We are blessed to feel Selati as a living, breathing miracle under our feet.

Our vision and purpose is clear: to create an enduring legacy by conserving and enhancing the biodiversity of the ecosystem through the astute and sustainable management of resources.

Breath taking

The Selati landscape presents undulating hills, sweeping grasslands, and uninterrupted horizons. Punctuated with grand granite outcrops and margined with the Drakensberg Mountain range, these awe-inspiring vistas beckon travelers from all over the globe.

A Peaceful Breakaway

The untapped scenery harbouring an abundance of both plant and animal life provides visitors with unmatched game viewing. As a low development reserve, the mitigation of traffic allows guests to fully immerse with their surroundings and relish in an undisturbed and intimate safari experience.

Fauna and Flora

The extensive landscape of the Selati Game Reserve embraces a wide variety of habitats that support a vibrant bird population and over 50 mammal species, such as elephant, rhino, sable antelope, lion, and cheetah. Peppered with a diverse range of geological substructures, the environment allows for the growth of myriad plant species, including the incredibly rare cycad Encephalartos Dyerianus.

Collaborative Management

The Selati Game Reserve holds a unique constitution which promotes an integrated and collaborative method to the management system of the overall reserve.

Cultivating a Legacy

Reserve efforts continue to pioneer a legacy of conservation and environmental protection. The direction of veld and game resources are focused on supporting a sustainable system that assists in the healthy growth and preservation of the habitats and ecosystems that blanket the reserve.

Management Plan

Governance and Institutional arrangements

The Selati Game Reserve Association was established in 1993 by the amalgamation of numerous separately owned properties to form one large private game reserve located in the Gravelotte area of the Limpopo Province in South Africa. The purpose of the formation of the reserve was to create a contiguous block of land under single management. The founding Constitution, which has shaped the formation of the conservancy and guides the membership and activities on the reserve, has been recently updated. Unique features about the reserve include a very low footprint due to the number of owners and minimum subdivision size of properties and reciprocal traversing across members’ properties over the whole reserve.

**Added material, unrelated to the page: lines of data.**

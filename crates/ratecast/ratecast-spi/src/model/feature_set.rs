//! Lag-aligned regressor features sharing the target's index.

use std::collections::BTreeMap;

use chrono::NaiveDate;
use serde::{Deserialize, Serialize};

use super::TimeSeries;
use crate::error::{RatecastError, Result};

/// One lagged regressor column aligned to the target's timestamps.
#[derive(Debug, Clone, PartialEq, Serialize, Deserialize)]
pub struct Feature {
    /// Feature name, e.g. `CPI_lag1`
    pub name: String,
    /// Name of the raw regressor the feature was built from
    pub source: String,
    /// Months between the regressor observation and the target timestamp
    pub lag: usize,
    /// Values, one per target timestamp
    pub values: Vec<f64>,
}

/// Target series plus named features on a common reference index.
///
/// The value of a feature at row `i` is the source regressor's monthly value at
/// `target.dates()[i] - lag` months, never later.
#[derive(Debug, Clone, PartialEq, Serialize, Deserialize)]
pub struct FeatureSet {
    target: TimeSeries,
    features: BTreeMap<String, Feature>,
    rows_before_cleaning: usize,
    dropped_rows: usize,
}

impl FeatureSet {
    /// Assemble a feature set, checking every column matches the target length.
    pub fn new(
        target: TimeSeries,
        features: Vec<Feature>,
        rows_before_cleaning: usize,
        dropped_rows: usize,
    ) -> Result<Self> {
        let mut map = BTreeMap::new();
        for feature in features {
            if feature.values.len() != target.len() {
                return Err(RatecastError::InvalidSeries {
                    name: feature.name.clone(),
                    reason: format!(
                        "feature has {} values but target '{}' has {}",
                        feature.values.len(),
                        target.name(),
                        target.len()
                    ),
                });
            }
            if map.contains_key(&feature.name) {
                return Err(RatecastError::InvalidParameter {
                    name: feature.name.clone(),
                    reason: "duplicate feature name".to_string(),
                });
            }
            map.insert(feature.name.clone(), feature);
        }

        Ok(Self {
            target,
            features: map,
            rows_before_cleaning,
            dropped_rows,
        })
    }

    /// Feature set with no regressors.
    pub fn univariate(target: TimeSeries) -> Self {
        let rows = target.len();
        Self {
            target,
            features: BTreeMap::new(),
            rows_before_cleaning: rows,
            dropped_rows: 0,
        }
    }

    /// Target series
    pub fn target(&self) -> &TimeSeries {
        &self.target
    }

    /// Reference timestamps
    pub fn dates(&self) -> &[NaiveDate] {
        self.target.dates()
    }

    /// Number of rows
    pub fn len(&self) -> usize {
        self.target.len()
    }

    /// Whether there are no rows
    pub fn is_empty(&self) -> bool {
        self.target.is_empty()
    }

    /// Rows in the aligned range before missing values were dropped
    pub fn rows_before_cleaning(&self) -> usize {
        self.rows_before_cleaning
    }

    /// Rows removed because a target or feature value was missing
    pub fn dropped_rows(&self) -> usize {
        self.dropped_rows
    }

    /// Number of features
    pub fn feature_count(&self) -> usize {
        self.features.len()
    }

    /// Look up a feature by name.
    pub fn feature(&self, name: &str) -> Option<&Feature> {
        self.features.get(name)
    }

    /// Features ordered by name.
    pub fn features(&self) -> impl Iterator<Item = &Feature> {
        self.features.values()
    }

    /// Feature names in column order.
    pub fn feature_names(&self) -> Vec<String> {
        self.features.keys().cloned().collect()
    }

    /// Feature columns in name order.
    pub fn columns(&self) -> Vec<&[f64]> {
        self.features.values().map(|f| f.values.as_slice()).collect()
    }

    /// A feature as a standalone series on the target's dates.
    pub fn feature_series(&self, name: &str) -> Option<TimeSeries> {
        let feature = self.features.get(name)?;
        let points = self
            .target
            .dates()
            .iter()
            .copied()
            .zip(feature.values.iter().copied())
            .collect();
        TimeSeries::new(feature.name.clone(), self.target.cadence(), points).ok()
    }

    /// New feature set restricted to the named features.
    pub fn select(&self, names: &[String]) -> Result<Self> {
        let mut features = BTreeMap::new();
        for name in names {
            let feature = self
                .features
                .get(name)
                .ok_or_else(|| RatecastError::InvalidParameter {
                    name: name.clone(),
                    reason: "unknown feature".to_string(),
                })?;
            features.insert(name.clone(), feature.clone());
        }
        Ok(Self {
            target: self.target.clone(),
            features,
            rows_before_cleaning: self.rows_before_cleaning,
            dropped_rows: self.dropped_rows,
        })
    }

    /// Split into leading `n` rows and the remaining rows, keeping time order.
    pub fn split_at(&self, n: usize) -> (Self, Self) {
        let n = n.min(self.len());
        let cut = |range: std::ops::Range<usize>| Self {
            target: self.target.slice(range.clone()),
            features: self
                .features
                .iter()
                .map(|(name, f)| {
                    (
                        name.clone(),
                        Feature {
                            values: f.values[range.clone()].to_vec(),
                            ..f.clone()
                        },
                    )
                })
                .collect(),
            rows_before_cleaning: range.len(),
            dropped_rows: 0,
        };
        (cut(0..n), cut(n..self.len()))
    }
}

The Big Five Game Company (Pty) Ltd was established to ensure the appropriate management of fauna and flora and to manage and operate the reserve on a sustainable basis.

The management of company is overseen by a Board made up of landowners and their representatives. Currently, there are seven non-executive board members, including a Chairperson and Vice-Chairperson. Directors hold their posts for three years after which they may be re-elected by the members of the Association at the Annual General Meeting (AGM) held annually. Members are allocated shares in management company according to a combination of their land size and value, as well as the value of game introduced and vote according to their percentage shareholding.